■ **Stored items**:
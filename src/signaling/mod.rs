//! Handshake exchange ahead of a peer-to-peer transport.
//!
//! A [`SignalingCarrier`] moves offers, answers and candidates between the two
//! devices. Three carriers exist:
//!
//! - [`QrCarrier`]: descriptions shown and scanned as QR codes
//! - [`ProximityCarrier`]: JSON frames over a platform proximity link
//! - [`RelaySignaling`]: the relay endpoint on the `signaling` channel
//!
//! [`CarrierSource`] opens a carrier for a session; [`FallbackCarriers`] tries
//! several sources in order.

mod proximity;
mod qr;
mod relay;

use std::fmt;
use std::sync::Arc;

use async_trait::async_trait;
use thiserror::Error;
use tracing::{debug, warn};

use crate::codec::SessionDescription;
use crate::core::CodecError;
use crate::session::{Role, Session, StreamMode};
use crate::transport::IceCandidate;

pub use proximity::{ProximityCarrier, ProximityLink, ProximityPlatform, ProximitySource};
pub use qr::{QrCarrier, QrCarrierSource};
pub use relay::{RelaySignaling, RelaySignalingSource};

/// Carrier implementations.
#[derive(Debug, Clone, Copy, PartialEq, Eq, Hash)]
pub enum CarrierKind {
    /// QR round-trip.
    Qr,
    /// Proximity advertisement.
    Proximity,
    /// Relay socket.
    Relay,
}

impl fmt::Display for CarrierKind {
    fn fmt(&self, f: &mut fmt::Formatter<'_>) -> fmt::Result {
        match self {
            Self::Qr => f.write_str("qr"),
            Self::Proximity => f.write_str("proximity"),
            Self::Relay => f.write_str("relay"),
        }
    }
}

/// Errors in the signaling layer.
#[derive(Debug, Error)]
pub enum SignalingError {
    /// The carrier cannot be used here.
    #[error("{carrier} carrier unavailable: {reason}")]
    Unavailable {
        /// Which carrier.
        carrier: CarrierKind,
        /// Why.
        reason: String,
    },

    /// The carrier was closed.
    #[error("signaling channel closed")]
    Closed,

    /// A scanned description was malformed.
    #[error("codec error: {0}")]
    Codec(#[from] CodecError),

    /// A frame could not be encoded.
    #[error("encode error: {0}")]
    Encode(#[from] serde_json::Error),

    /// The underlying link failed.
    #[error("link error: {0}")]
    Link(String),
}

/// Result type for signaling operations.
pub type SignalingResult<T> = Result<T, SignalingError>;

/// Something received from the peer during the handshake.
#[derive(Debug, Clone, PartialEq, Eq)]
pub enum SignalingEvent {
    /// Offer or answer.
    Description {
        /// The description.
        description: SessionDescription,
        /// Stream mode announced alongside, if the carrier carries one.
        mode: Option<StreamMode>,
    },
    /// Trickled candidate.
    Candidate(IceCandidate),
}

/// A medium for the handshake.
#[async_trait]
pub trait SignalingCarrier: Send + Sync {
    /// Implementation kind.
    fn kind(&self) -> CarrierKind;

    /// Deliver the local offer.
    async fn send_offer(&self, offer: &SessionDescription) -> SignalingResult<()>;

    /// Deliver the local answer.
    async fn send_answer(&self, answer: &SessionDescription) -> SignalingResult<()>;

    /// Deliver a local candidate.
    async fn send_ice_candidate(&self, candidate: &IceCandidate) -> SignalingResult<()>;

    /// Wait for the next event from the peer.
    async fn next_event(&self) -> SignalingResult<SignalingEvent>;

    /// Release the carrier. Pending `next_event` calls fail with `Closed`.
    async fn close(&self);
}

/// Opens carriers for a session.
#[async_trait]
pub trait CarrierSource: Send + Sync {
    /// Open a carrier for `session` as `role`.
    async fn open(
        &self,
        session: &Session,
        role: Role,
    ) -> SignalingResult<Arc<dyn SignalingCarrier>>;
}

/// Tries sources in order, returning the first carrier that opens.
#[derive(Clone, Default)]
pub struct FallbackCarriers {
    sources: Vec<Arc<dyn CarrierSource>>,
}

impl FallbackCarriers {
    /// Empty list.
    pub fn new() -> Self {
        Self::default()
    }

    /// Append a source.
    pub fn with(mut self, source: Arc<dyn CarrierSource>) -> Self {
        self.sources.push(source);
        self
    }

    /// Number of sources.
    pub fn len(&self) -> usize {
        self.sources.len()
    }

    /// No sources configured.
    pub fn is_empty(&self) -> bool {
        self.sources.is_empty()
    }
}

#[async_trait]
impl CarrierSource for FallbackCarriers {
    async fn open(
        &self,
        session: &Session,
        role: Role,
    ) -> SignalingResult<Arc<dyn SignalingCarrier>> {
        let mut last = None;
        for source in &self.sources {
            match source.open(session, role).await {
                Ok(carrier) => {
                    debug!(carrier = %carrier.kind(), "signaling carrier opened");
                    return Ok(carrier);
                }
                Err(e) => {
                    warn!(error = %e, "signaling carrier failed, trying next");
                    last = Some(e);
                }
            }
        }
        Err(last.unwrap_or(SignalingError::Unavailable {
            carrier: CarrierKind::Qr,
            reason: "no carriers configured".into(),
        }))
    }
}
---
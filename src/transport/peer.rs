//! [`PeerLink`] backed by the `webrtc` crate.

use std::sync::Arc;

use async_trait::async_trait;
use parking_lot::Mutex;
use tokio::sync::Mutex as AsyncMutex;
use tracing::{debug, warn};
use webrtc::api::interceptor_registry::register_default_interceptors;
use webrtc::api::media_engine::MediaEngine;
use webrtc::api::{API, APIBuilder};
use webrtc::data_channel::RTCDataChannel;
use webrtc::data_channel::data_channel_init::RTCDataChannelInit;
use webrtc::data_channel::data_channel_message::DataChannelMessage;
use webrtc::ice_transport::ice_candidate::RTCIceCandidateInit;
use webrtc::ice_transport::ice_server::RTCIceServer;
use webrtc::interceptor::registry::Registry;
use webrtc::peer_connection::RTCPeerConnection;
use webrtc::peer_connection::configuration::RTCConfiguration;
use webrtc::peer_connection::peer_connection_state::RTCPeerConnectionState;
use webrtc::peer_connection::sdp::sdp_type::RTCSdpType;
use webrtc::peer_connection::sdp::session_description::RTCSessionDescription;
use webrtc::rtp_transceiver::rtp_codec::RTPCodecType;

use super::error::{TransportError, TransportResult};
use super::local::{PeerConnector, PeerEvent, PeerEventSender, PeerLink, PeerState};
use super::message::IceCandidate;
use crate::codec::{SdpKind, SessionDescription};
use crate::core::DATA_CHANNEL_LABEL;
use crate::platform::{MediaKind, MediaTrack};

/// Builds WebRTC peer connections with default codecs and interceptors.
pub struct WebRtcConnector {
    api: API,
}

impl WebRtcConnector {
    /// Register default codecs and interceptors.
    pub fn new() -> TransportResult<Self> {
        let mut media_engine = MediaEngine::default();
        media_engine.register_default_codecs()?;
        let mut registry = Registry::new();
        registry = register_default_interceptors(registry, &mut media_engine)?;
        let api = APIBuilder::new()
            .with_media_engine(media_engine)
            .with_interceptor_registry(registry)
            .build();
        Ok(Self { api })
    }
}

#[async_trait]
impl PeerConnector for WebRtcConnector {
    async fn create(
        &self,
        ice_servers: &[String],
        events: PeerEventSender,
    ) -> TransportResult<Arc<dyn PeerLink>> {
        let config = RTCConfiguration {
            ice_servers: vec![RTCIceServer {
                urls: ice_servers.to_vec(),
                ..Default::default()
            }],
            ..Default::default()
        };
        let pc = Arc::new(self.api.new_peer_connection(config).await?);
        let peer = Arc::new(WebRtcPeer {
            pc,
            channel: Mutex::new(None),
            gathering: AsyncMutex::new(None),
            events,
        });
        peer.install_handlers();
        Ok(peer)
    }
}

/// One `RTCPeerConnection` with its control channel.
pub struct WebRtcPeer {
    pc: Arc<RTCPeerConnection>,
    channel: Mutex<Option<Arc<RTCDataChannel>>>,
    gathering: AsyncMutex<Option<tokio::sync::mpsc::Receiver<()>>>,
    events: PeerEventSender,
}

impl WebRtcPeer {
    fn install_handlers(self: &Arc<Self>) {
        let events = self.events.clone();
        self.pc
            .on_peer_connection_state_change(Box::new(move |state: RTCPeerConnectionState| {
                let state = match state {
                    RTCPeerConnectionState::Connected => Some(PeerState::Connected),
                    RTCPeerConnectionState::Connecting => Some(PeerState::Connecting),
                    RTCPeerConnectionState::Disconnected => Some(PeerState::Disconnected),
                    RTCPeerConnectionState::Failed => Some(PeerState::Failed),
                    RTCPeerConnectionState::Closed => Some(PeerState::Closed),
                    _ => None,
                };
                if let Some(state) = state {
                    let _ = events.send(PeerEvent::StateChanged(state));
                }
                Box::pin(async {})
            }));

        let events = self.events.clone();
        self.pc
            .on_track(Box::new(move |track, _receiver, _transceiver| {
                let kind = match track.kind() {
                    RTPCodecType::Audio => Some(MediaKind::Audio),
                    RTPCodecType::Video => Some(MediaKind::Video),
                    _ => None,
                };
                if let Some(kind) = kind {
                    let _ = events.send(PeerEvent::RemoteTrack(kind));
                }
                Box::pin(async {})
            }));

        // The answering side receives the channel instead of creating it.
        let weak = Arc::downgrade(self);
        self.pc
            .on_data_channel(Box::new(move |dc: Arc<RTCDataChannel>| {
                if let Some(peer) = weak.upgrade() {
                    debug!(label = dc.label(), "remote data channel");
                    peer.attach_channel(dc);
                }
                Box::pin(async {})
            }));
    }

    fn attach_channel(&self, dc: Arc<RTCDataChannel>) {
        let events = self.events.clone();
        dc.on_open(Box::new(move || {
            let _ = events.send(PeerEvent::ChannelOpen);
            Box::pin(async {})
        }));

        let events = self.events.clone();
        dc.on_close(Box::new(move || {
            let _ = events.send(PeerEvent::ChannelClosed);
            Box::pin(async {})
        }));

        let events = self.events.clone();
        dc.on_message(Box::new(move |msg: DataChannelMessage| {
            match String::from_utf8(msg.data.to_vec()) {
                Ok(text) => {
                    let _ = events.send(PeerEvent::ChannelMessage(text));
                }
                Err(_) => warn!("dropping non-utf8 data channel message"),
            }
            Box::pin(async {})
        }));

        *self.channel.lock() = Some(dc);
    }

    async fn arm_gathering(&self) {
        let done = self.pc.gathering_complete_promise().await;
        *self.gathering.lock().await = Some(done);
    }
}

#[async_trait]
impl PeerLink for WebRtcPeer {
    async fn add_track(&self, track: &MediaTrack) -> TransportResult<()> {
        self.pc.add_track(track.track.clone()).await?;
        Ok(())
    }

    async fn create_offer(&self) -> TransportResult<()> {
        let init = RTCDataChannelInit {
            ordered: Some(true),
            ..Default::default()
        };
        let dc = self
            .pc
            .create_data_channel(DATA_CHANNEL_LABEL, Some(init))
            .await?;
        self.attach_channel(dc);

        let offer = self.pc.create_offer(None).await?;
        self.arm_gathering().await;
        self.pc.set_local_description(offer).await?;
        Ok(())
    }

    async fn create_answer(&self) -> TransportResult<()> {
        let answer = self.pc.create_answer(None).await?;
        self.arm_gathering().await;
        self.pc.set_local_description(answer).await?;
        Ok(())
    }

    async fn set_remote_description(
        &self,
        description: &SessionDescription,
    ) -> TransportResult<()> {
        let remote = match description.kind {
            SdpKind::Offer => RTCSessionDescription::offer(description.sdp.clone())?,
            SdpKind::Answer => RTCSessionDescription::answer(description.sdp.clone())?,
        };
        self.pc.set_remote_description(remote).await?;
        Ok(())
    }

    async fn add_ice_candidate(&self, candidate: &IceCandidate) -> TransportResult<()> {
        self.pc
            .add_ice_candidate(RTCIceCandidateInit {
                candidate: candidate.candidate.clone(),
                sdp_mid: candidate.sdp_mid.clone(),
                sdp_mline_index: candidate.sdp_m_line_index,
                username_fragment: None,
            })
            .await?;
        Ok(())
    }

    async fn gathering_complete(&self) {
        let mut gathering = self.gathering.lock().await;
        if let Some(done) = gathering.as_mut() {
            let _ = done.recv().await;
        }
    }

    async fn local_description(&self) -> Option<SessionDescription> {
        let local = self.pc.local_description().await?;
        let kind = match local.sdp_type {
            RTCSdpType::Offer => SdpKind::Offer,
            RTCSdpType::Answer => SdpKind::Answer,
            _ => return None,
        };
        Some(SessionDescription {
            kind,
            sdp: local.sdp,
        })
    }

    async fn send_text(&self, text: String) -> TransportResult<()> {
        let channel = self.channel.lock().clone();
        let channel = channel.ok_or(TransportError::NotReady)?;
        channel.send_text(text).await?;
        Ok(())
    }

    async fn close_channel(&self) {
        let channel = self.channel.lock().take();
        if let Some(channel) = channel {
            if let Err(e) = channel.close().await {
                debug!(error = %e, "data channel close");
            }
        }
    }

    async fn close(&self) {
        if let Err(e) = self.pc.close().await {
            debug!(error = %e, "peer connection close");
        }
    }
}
* * *
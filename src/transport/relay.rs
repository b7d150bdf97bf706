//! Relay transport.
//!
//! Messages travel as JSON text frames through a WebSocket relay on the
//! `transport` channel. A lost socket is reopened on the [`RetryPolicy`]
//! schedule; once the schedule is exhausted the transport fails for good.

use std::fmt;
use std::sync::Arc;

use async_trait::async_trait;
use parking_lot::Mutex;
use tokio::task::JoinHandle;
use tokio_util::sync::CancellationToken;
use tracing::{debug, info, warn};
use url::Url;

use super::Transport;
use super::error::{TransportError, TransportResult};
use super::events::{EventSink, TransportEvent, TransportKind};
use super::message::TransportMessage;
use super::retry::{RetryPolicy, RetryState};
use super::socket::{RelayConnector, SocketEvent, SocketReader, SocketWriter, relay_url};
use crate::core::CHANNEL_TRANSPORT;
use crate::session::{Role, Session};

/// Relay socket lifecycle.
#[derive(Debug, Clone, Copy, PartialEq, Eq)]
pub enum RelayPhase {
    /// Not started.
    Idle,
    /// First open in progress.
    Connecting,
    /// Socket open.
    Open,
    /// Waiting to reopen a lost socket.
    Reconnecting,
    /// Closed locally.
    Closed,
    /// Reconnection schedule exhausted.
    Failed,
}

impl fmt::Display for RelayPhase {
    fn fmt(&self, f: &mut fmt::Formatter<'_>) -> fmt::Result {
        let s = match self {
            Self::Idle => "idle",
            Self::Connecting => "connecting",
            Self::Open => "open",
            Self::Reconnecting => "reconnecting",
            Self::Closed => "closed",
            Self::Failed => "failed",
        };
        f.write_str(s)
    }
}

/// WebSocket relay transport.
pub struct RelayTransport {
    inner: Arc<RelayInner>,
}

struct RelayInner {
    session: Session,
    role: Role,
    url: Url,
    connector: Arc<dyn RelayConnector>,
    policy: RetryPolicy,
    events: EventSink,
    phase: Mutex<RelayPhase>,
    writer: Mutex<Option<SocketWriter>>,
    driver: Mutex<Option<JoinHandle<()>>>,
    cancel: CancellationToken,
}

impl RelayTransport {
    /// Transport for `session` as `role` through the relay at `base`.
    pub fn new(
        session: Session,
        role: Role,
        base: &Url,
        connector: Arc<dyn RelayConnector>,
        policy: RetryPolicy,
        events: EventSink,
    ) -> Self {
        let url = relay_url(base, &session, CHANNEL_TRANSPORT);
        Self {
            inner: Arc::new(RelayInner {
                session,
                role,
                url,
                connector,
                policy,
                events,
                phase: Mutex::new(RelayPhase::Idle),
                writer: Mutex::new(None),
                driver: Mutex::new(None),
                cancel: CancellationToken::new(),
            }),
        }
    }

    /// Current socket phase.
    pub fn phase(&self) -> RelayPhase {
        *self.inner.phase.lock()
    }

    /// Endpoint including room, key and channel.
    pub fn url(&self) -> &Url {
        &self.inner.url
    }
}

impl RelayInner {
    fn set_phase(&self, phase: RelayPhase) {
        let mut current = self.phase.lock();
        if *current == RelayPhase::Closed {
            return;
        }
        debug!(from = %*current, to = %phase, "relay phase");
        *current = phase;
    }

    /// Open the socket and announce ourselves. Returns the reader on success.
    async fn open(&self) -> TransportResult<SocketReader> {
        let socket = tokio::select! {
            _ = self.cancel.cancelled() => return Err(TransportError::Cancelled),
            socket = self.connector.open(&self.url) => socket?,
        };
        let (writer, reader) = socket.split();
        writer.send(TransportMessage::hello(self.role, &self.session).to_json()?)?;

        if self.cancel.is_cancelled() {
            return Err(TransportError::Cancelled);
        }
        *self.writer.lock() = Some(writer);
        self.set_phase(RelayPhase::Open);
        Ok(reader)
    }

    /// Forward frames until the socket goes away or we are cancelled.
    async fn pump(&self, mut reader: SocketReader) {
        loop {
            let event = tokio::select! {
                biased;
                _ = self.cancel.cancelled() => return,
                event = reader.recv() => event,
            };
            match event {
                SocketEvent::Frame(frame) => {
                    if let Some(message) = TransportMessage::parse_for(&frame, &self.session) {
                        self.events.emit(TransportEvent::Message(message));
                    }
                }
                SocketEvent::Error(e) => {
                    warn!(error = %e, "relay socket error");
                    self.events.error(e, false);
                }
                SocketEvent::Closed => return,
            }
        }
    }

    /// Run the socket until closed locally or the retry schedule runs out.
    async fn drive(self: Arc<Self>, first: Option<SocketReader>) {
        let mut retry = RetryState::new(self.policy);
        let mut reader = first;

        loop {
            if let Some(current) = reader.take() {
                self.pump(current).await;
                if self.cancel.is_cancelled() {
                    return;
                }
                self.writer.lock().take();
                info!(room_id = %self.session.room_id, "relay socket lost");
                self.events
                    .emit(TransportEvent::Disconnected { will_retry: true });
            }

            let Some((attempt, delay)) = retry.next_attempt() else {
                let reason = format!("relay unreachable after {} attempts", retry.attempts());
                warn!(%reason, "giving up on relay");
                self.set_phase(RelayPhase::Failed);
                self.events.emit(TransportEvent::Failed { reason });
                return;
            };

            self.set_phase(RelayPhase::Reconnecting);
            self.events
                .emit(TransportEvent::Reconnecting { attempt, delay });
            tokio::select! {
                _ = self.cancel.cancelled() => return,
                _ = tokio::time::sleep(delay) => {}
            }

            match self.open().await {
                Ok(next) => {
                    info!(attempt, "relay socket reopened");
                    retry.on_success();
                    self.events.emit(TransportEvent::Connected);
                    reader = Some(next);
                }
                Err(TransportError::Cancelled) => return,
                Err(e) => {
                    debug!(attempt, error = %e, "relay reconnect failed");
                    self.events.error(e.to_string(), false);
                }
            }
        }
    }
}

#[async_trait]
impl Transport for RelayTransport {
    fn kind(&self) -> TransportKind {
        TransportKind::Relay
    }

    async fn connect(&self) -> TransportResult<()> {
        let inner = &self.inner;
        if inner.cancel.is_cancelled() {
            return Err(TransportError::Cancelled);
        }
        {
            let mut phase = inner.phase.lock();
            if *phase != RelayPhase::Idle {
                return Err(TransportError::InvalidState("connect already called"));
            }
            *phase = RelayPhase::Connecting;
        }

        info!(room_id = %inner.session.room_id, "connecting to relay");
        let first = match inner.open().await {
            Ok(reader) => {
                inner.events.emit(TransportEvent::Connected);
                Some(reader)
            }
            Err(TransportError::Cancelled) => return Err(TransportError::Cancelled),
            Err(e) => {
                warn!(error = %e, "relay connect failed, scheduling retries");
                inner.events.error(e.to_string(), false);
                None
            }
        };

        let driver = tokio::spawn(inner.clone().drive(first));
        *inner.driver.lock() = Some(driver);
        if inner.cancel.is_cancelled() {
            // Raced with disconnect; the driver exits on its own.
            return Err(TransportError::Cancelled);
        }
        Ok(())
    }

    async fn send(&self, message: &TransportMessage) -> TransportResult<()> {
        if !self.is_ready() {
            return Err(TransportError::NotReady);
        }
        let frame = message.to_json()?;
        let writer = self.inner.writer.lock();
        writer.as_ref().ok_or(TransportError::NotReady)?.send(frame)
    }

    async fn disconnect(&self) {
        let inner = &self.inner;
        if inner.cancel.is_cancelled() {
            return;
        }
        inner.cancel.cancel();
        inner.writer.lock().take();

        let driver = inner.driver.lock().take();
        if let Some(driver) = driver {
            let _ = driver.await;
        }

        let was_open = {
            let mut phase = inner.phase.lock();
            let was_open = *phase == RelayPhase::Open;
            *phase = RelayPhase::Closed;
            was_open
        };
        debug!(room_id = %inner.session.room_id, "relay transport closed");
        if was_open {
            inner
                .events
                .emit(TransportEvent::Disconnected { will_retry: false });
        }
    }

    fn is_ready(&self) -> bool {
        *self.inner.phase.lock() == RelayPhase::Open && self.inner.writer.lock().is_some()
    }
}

■ **Required work**:
In the records above, how many lines include "enum"? Give that number and nothing more.

■ **Task response**:
4